A hybrid of batch_dot and tensordot, this function computes the tensordot product between the two tensors, by iterating over the first dimension using scan to perform a sequence of tensordots.

Note:See tensordot() and batched_dot() for supplementary documentation.
Returns:an instance which returns a dense (or fleshed out) mesh-grid when indexed, so that each returned argument has the same shape. The dimensions and number of the output arrays are equal to the number of indexing dimensions. If the step length is not a complex number, then the stop is not inclusive.


>>> a = T.mgrid[0:5, 0:3]
>>> a[0].eval()
array([[0, 0, 0],
       [1, 1, 1],
       [2, 2, 2],
       [3, 3, 3],
       [4, 4, 4]])
>>> a[1].eval()
array([[0, 1, 2],
       [0, 1, 2],
       [0, 1, 2],
       [0, 1, 2],
       [0, 1, 2]])
Returns:an instance which returns an open (i.e. not fleshed out) mesh-grid when indexed, so that only one dimension of each returned array is greater than 1. The dimension and number of the output arrays are equal to the number of indexing dimensions. If the step length is not a complex number, then the stop is not inclusive.


>>> b = T.ogrid[0:5, 0:3]
>>> b[0].eval()
>>> b[1].eval()
array([[0, 1, 2]])



theano.gradient.grad(cost, wrt, consider_constant=None, disconnected_inputs='raise', add_names=True, known_grads=None, return_disconnected='zero', null_gradients='raise')[source]
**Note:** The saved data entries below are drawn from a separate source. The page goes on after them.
impl ToolSelector {
    pub fn new(
        registry: Arc<ToolRegistry>,
        history: Arc<PerformanceHistory>,
        monitor: Arc<ResourceMonitor>,
        config: SelectorConfig,
    ) -> Self {
        Self {
            registry,
            history,
            monitor,
            config,
        }
    }

    pub fn config(&self) -> &SelectorConfig {
        &self.config
    }

    pub fn registry(&self) -> &Arc<ToolRegistry> {
        &self.registry
    }

    /// Score `available_tools` (registry names; unknown names are skipped)
    /// against `query`, including the context boost.
    ///
    /// Tools whose circuit is open are left out entirely. Fails only when
    /// the registry itself is empty.
    pub fn score_tools(
        &self,
        query: &str,
        available_tools: &[String],
        context: &[ContextEntry],
    ) -> Result<Vec<ToolRecommendation>, SelectionError> {
        if self.registry.is_empty() {
            return Err(SelectionError::NoRegistry);
        }

        let query_keywords = extract_keywords(query);
        trace!("[selector] query keywords: {query_keywords:?}");

        let mut scores = Vec::with_capacity(available_tools.len());
        for name in available_tools {
            let Some(descriptor) = self.registry.descriptor(name) else {
                debug!("[selector] skipping unregistered tool {name}");
                continue;
            };
            if self.monitor.is_circuit_open(name) {
                debug!("[selector] {name} excluded: circuit open");
                continue;
            }
            let overlap = keyword_overlap(&query_keywords, &descriptor.keywords);
            let success_rate = self.history.success_rate(name).clamp(0.0, 1.0);
            let score = (self.config.keyword_weight * overlap
                + self.config.history_weight * success_rate)
                .clamp(0.0, 1.0);
            scores.push(ToolRecommendation {
                tool: name.clone(),
                score,
                factors: ScoreFactors {
                    keyword_overlap: overlap,
                    historical_weight: success_rate,
                    context_boost: 0.0,
                },
            });
        }

        let scores = self.apply_context_boost(scores, context);
        for rec in &scores {
            debug!(
                "[selector] {} scored {:.3} (overlap {:.2}, history {:.2}, boost {:.2})",
                rec.tool,
                rec.score,
                rec.factors.keyword_overlap,
                rec.factors.historical_weight,
                rec.factors.context_boost
            );
        }
        Ok(scores)
    }

    /// Add the configured boost, once per tool and capped at 1, to every
    /// tool named in a context entry whose effectiveness is at least the
    /// configured minimum. Returns the recommendations re-sorted.
    pub fn apply_context_boost(
        &self,
        mut scores: Vec<ToolRecommendation>,
        context: &[ContextEntry],
    ) -> Vec<ToolRecommendation> {
        let effective: Vec<Vec<String>> = context
            .iter()
            .filter(|e| e.effectiveness >= self.config.boost_min_effectiveness)
            .map(|e| words(&e.content))
            .collect();

        if !effective.is_empty() {
            for rec in &mut scores {
                let name = words(&rec.tool);
                if effective.iter().any(|content| mentions(content, &name)) {
                    let boosted = (rec.score + self.config.context_boost).min(1.0);
                    rec.factors.context_boost = boosted - rec.score;
                    rec.score = boosted;
                }
            }
        }
        sort_recommendations(&mut scores);
        scores
    }

    /// Score every registered tool, then keep those at or above the
    /// configured threshold.
    pub fn recommend(
        &self,
        query: &str,
        context: &[ContextEntry],
    ) -> Result<Vec<ToolRecommendation>, SelectionError> {
        let scores = self.score_tools(query, self.registry.names(), context)?;
        Ok(filter_by_threshold(scores, self.config.threshold))
    }
}

/// Keep recommendations scoring at least `threshold`. If none pass, keep the
/// single best one so the request still gets an answer.
pub fn filter_by_threshold(
    mut scores: Vec<ToolRecommendation>,
    threshold: f64,
) -> Vec<ToolRecommendation> {
    sort_recommendations(&mut scores);
    let Some(best) = scores.first().cloned() else {
        return scores;
    };
    scores.retain(|r| r.score >= threshold);
    if scores.is_empty() {
        debug!(
            "[selector] nothing reached {threshold:.2}; keeping {} ({:.3}) as last resort",
            best.tool, best.score
        );
        scores.push(best);
    }
    scores
}

#[cfg(test)]
mod tests {
    use super::*;
    use crate::config::MonitorConfig;
    use crate::context::ContextKind;
    use crate::tools::core::{FnTool, ToolDescriptor, ToolInput};
    use serde_json::Value;
    use std::time::Duration;

    fn tool(name: &str, keywords: &[&str], success: f64) -> FnTool {
        FnTool::new(
            ToolDescriptor::new(name)
                .with_keywords(keywords)
                .with_history(success, Duration::from_millis(50)),
            |_input: ToolInput| async move { Ok(Value::Null) },
        )
    }

    fn selector(registry: ToolRegistry) -> ToolSelector {
        let history = Arc::new(PerformanceHistory::default());
        for d in registry.descriptors() {
            history.seed(d);
        }
        ToolSelector::new(
            Arc::new(registry),
            history,
            Arc::new(ResourceMonitor::default()),
            SelectorConfig::default(),
        )
    }

    fn rec(tool: &str, score: f64) -> ToolRecommendation {
        ToolRecommendation {
            tool: tool.into(),
            score,
            factors: ScoreFactors::default(),
        }
    }

    #[test]
    fn keywords_drop_stop_words_and_short_tokens() {
        assert_eq!(
            extract_keywords("How do I get a REFUND for my order? refund!"),
            vec!["refund", "order"]
        );
        assert!(extract_keywords("").is_empty());
    }

    #[test]
    fn prefix_matching() {
        assert!(keywords_match("refunds", "refund"));
        assert!(keywords_match("shipping", "shipment"));
        assert!(!keywords_match("order", "ore"));
        assert!(!keywords_match("cat", "car"));
    }

    #[test]
    fn overlap_is_fraction_of_tool_keywords() {
        let q = extract_keywords("refund my order");
        let tk = vec!["refund".to_string(), "payment".to_string()];
        assert_eq!(keyword_overlap(&q, &tk), 0.5);
        assert_eq!(keyword_overlap(&q, &[]), 0.0);
    }

    #[test]
    fn scores_are_bounded_and_sorted() {
        let s = selector(
            ToolRegistry::new()
                .with(tool("refunds", &["refund", "money"], 0.9))
                .with(tool("shipping", &["ship", "track", "package"], 1.0))
                .with(tool("weather", &["weather"], 0.0)),
        );
        let scores = s
            .score_tools("track my refund package", s.registry().names(), &[])
            .unwrap();
        assert_eq!(scores.len(), 3);
        for r in &scores {
            assert!((0.0..=1.0).contains(&r.score));
        }
        for pair in scores.windows(2) {
            assert!(pair[0].score >= pair[1].score);
        }
        // shipping: 0.6 * 2/3 + 0.4 * 1.0 = 0.8
        assert_eq!(scores[0].tool, "shipping");
        assert!((scores[0].score - 0.8).abs() < 1e-9);
        assert_eq!(scores[2].tool, "weather");
        assert_eq!(scores[2].score, 0.0);
    }

    #[test]
    fn ties_break_by_success_rate_then_name() {
        let mut recs = vec![
            ToolRecommendation {
                tool: "b".into(),
                score: 0.5,
                factors: ScoreFactors {
                    historical_weight: 0.9,
                    ..Default::default()
                },
            },
            ToolRecommendation {
                tool: "a".into(),
                score: 0.5,
                factors: ScoreFactors {
                    historical_weight: 0.9,
                    ..Default::default()
                },
            },
            ToolRecommendation {
                tool: "c".into(),
                score: 0.5,
                factors: ScoreFactors {
                    historical_weight: 0.95,
                    ..Default::default()
                },
            },
        ];
        sort_recommendations(&mut recs);
        let order: Vec<_> = recs.iter().map(|r| r.tool.as_str()).collect();
        assert_eq!(order, ["c", "a", "b"]);
    }

    #[test]
    fn empty_registry_is_an_error() {
        let s = selector(ToolRegistry::new());
        assert_eq!(
            s.score_tools("anything", &[], &[]),
            Err(SelectionError::NoRegistry)
        );
        assert_eq!(s.recommend("anything", &[]), Err(SelectionError::NoRegistry));
    }

    #[test]
    fn threshold_keeps_only_passing_tools() {
        let filtered = filter_by_threshold(vec![rec("low", 0.3), rec("high", 0.9)], 0.5);
        assert_eq!(filtered, vec![rec("high", 0.9)]);
    }

    #[test]
    fn threshold_keeps_best_as_last_resort() {
        let filtered = filter_by_threshold(vec![rec("a", 0.2), rec("b", 0.4)], 0.5);
        assert_eq!(filtered, vec![rec("b", 0.4)]);
        assert!(filter_by_threshold(vec![], 0.5).is_empty());
    }

    #[test]
    fn context_boost_applies_once_and_caps() {
        let s = selector(ToolRegistry::new().with(tool("order_lookup", &["order"], 0.5)));
        let context = vec![
            ContextEntry::new("Used Order Lookup last time", "h", ContextKind::Message)
                .with_effectiveness(0.9),
            ContextEntry::new("order_lookup worked well", "h", ContextKind::Message)
                .with_effectiveness(0.8),
            ContextEntry::new("order_lookup was useless", "h", ContextKind::Message)
                .with_effectiveness(0.2),
        ];
        let boosted = s.apply_context_boost(vec![rec("order_lookup", 0.5)], &context);
        assert!((boosted[0].score - 0.6).abs() < 1e-9);
        assert!((boosted[0].factors.context_boost - 0.1).abs() < 1e-9);

        let capped = s.apply_context_boost(vec![rec("order_lookup", 0.95)], &context);
        assert_eq!(capped[0].score, 1.0);
    }

    #[test]
    fn low_effectiveness_context_does_not_boost() {
        let s = selector(ToolRegistry::new().with(tool("order_lookup", &["order"], 0.5)));
        let context = vec![
            ContextEntry::new("order_lookup", "h", ContextKind::Message).with_effectiveness(0.69),
        ];
        let out = s.apply_context_boost(vec![rec("order_lookup", 0.5)], &context);
        assert_eq!(out[0].score, 0.5);
    }

    #[test]
    fn boost_matches_whole_words_only() {
        let s = selector(ToolRegistry::new().with(tool("order", &["order"], 0.5)));
        let mention = |text: &str| {
            vec![ContextEntry::new(text, "h", ContextKind::Message).with_effectiveness(0.9)]
        };

        let out = s.apply_context_boost(vec![rec("order", 0.5)], &mention("asked to reorder"));
        assert_eq!(out[0].score, 0.5);
        let out = s.apply_context_boost(vec![rec("order", 0.5)], &mention("ordering twice"));
        assert_eq!(out[0].score, 0.5);

        let out = s.apply_context_boost(vec![rec("order", 0.5)], &mention("the order tool, again"));
        assert!((out[0].score - 0.6).abs() < 1e-9);
        let out = s.apply_context_boost(vec![rec("order", 0.5)], &mention("(order)"));
        assert!((out[0].score - 0.6).abs() < 1e-9);
    }

    #[test]
    fn multi_word_name_must_appear_in_sequence() {
        let s = selector(ToolRegistry::new().with(tool("order_lookup", &["order"], 0.5)));
        let context = vec![
            ContextEntry::new("lookup the order", "h", ContextKind::Message)
                .with_effectiveness(0.9),
            ContextEntry::new("reorder lookups", "h", ContextKind::Message)
                .with_effectiveness(0.9),
        ];
        let out = s.apply_context_boost(vec![rec("order_lookup", 0.5)], &context);
        assert_eq!(out[0].score, 0.5);
    }

    #[test]
    fn boost_can_lift_tool_over_threshold() {
        // 0.6 * 0 + 0.4 * 1.0 = 0.4, boosted to 0.5.
        let s = selector(
            ToolRegistry::new()
                .with(tool("escalate", &["manager"], 1.0))
                .with(tool("faq", &["question"], 0.0)),
        );
        let context =
            vec![ContextEntry::new("escalate resolved it", "h", ContextKind::Summary)
                .with_effectiveness(0.9)];
        let recs = s.recommend("billing issue", &context).unwrap();
        assert_eq!(recs.len(), 1);
        assert_eq!(recs[0].tool, "escalate");
        assert!((recs[0].score - 0.5).abs() < 1e-9);
    }

    #[tokio::test(start_paused = true)]
    async fn circuit_open_tools_are_excluded() {
        let registry = Arc::new(
            ToolRegistry::new()
                .with(tool("flaky", &["refund"], 1.0))
                .with(tool("steady", &["refund"], 0.5)),
        );
        let monitor = Arc::new(ResourceMonitor::new(MonitorConfig::default()));
        for _ in 0..3 {
            monitor.breaker().record_failure("flaky");
        }
        let s = ToolSelector::new(
            Arc::clone(&registry),
            Arc::new(PerformanceHistory::default()),
            Arc::clone(&monitor),
            SelectorConfig::default(),
        );
        let recs = s.recommend("refund", &[]).unwrap();
        let names: Vec<_> = recs.iter().map(|r| r.tool.as_str()).collect();
        assert_eq!(names, ["steady"]);

        tokio::time::advance(monitor.config().cooldown).await;
        let recs = s.recommend("refund", &[]).unwrap();
        assert_eq!(recs[0].tool, "flaky");
    }
}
Theano中自动微分如何工作的有关更多信息,请参见gradientFor information on how to implement the gradient of a certain Op, see grad().

  • cost标量0维张量None)— 我们微分所涉及的值。如果提供known_grads,可以为None
  • wrt变量变量列表)— 我们想要的梯度的项。
  • consider_constant变量列表)— 不反向传播的表达式。
  • disconnected_inputs ({'ignore', 'warn', 'raise'}) —

    如果wrt中的某些变量不是计算图计算cost的一部分(或者所有链接都是不可微分的),则定义相应的行为。The possible values are:

    • ‘ignore’: considers that the gradient on these parameters is zero.
    • 'warn':认为梯度为零,并打印警告。
    • 'raise':引发DisconnectedInputError。
  • add_names(布尔值)— 如果为True,grad生成的变量将命名为(d<cost.name>/d<wrt.name>),只要cost和wrt都具有名字。
  • known_gradsdict可选)— 一个字典,映射变量到其梯度。这在你知道一些变量的梯度但不知道原始cost的情况下是有用的。
  • return_disconnected ({'zero', 'None', 'Disconnected'}) —
    • ‘zero’
    • ‘None’
    • ‘Disconnected’ : returns variables of type DisconnectedType
  • null_gradients ({'raise', 'return'}) —

    Defines the behaviour if some of the variables in wrt have a null gradient. The possibles values are:

    • 'raise':引发一个NullTypeGradError异常
    • 'return':返回空梯度

cost相对于wrt项中的每一个的梯度的符号表达式。If an element of wrt is not differentiable with respect to the output, then a zero variable is returned.

Return type:


See the gradient page for complete documentation of the gradient module.